Extracted information Block Start

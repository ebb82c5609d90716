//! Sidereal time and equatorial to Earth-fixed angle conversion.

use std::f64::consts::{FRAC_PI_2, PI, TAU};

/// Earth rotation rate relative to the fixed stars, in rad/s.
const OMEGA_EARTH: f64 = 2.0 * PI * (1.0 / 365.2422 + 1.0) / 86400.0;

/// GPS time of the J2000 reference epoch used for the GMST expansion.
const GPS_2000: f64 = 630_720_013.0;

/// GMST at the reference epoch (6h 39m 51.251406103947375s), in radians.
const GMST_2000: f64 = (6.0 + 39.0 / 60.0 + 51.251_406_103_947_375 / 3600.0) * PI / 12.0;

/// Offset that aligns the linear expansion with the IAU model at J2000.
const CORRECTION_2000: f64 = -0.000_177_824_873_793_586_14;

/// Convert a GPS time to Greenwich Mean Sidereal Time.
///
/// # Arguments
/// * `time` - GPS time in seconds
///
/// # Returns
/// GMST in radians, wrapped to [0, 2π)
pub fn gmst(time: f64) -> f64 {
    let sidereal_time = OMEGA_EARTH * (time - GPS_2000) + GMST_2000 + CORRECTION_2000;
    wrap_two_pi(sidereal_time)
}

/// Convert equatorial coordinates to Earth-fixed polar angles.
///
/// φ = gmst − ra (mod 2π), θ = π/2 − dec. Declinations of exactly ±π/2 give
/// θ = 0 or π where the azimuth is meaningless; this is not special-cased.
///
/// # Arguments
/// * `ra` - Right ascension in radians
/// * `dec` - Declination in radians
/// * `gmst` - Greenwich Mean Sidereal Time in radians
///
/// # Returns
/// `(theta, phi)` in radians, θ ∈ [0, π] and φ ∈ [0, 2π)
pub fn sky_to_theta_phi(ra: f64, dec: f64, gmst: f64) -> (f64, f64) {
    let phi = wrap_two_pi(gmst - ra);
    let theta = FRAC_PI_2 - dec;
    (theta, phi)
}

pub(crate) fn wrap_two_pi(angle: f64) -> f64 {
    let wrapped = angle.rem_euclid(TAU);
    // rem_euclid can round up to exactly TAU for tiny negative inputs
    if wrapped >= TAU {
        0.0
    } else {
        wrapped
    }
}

Extracted information Block End

Task directions:
Read the listing line by line, and copy each line in which the word "Greenwich" is found.

Answer to the problem:
/// Convert a GPS time to Greenwich Mean Sidereal Time.
/// * `gmst` - Greenwich Mean Sidereal Time in radians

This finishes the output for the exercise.